EXERCISE DESCRIPTION
Copy every line of the entries that includes the word "Self".

::::::

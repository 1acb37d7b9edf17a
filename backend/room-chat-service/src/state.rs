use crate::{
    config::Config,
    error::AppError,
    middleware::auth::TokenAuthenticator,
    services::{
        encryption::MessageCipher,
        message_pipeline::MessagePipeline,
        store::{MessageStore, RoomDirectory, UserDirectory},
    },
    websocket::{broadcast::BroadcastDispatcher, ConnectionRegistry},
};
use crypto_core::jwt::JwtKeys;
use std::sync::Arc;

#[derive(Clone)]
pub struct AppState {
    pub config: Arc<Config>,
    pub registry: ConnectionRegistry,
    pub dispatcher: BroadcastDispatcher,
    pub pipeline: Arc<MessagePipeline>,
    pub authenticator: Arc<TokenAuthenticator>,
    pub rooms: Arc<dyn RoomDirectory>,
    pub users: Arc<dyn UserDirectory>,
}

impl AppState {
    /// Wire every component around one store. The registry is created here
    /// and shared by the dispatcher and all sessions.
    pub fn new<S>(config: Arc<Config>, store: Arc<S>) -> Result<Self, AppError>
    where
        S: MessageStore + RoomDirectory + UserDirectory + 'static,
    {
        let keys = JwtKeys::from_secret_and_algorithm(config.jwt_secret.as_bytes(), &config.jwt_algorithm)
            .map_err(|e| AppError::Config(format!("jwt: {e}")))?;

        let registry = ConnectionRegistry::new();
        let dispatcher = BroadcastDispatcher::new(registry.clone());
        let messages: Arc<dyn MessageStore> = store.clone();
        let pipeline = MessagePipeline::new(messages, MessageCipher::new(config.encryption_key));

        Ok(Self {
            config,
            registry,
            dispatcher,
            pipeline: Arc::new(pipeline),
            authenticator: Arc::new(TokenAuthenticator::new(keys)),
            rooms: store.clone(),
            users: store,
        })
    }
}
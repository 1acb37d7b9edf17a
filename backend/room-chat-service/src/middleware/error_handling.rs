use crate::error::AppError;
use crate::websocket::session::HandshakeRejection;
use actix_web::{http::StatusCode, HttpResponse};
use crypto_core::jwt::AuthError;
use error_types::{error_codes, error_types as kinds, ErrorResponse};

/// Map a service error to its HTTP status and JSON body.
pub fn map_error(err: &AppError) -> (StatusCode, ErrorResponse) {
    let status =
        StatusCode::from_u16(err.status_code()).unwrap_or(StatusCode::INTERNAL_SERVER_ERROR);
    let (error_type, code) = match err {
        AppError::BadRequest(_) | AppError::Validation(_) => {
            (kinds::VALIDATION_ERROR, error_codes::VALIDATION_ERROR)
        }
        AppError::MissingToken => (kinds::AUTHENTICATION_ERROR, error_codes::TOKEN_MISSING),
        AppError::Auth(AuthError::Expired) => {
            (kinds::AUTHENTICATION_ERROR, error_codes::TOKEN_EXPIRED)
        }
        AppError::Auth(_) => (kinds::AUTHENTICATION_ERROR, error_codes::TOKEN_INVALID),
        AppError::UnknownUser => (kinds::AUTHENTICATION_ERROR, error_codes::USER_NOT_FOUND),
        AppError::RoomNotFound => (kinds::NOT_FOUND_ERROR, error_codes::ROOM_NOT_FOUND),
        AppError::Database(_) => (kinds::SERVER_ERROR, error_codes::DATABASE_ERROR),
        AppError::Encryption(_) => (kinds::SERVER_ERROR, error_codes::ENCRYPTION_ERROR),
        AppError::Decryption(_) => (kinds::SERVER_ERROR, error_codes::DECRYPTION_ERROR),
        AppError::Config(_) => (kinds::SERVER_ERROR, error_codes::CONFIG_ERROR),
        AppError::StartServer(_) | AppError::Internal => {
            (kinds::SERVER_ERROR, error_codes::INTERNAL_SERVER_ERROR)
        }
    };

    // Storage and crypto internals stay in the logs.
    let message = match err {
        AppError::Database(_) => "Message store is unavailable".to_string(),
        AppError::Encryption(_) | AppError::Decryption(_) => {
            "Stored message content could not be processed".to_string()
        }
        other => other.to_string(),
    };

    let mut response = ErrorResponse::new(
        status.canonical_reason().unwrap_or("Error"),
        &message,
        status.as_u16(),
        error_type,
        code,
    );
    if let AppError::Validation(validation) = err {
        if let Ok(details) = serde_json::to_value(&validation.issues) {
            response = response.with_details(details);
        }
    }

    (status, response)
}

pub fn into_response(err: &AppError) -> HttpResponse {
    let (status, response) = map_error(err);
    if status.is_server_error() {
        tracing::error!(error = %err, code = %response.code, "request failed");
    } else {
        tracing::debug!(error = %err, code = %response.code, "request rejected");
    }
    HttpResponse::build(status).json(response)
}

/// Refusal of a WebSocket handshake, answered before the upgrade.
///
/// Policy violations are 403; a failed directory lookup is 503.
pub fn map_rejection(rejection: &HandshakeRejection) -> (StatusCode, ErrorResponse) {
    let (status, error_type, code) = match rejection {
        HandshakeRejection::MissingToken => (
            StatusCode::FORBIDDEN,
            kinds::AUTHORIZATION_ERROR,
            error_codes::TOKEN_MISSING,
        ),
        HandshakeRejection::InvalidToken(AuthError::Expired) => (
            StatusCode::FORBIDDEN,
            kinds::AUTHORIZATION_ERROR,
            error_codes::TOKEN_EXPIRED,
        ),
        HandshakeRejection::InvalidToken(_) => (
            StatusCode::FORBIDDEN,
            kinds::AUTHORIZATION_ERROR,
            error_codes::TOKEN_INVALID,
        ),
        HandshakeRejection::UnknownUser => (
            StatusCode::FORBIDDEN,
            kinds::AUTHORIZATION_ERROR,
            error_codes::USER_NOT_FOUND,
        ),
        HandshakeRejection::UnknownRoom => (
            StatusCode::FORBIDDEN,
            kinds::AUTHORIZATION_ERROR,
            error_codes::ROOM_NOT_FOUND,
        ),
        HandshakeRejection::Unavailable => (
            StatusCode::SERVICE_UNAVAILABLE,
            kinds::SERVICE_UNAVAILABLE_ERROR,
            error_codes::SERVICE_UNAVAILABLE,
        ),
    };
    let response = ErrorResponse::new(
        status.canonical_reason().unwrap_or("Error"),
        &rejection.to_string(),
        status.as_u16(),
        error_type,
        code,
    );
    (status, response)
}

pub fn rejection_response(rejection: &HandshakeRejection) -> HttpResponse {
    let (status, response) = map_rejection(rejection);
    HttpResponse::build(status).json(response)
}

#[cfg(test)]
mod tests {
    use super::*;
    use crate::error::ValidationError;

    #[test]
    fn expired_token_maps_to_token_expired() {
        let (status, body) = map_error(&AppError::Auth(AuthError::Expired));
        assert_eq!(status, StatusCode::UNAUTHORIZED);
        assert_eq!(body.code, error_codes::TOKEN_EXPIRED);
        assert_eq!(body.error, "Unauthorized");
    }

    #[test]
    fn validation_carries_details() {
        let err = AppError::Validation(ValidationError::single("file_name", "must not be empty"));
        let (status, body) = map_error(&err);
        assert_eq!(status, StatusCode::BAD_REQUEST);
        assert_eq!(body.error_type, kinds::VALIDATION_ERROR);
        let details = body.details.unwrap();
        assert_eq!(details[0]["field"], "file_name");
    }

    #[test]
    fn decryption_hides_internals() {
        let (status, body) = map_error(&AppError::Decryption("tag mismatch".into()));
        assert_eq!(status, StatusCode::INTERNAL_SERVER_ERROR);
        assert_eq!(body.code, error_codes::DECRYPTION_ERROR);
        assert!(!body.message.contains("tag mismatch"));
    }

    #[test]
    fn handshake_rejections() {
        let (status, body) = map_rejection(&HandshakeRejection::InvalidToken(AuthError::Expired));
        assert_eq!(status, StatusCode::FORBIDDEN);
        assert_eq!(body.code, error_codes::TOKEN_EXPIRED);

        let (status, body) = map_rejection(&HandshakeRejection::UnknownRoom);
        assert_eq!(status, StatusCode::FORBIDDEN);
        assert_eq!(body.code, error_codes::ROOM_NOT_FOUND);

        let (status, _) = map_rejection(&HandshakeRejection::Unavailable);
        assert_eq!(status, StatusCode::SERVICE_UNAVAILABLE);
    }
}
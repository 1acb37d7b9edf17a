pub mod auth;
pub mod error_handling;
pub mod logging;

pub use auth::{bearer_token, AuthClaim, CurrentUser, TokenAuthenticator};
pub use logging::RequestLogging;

::::::

REPLY
    pub fn new<S>(config: Arc<Config>, store: Arc<S>) -> Result<Self, AppError>
        Ok(Self {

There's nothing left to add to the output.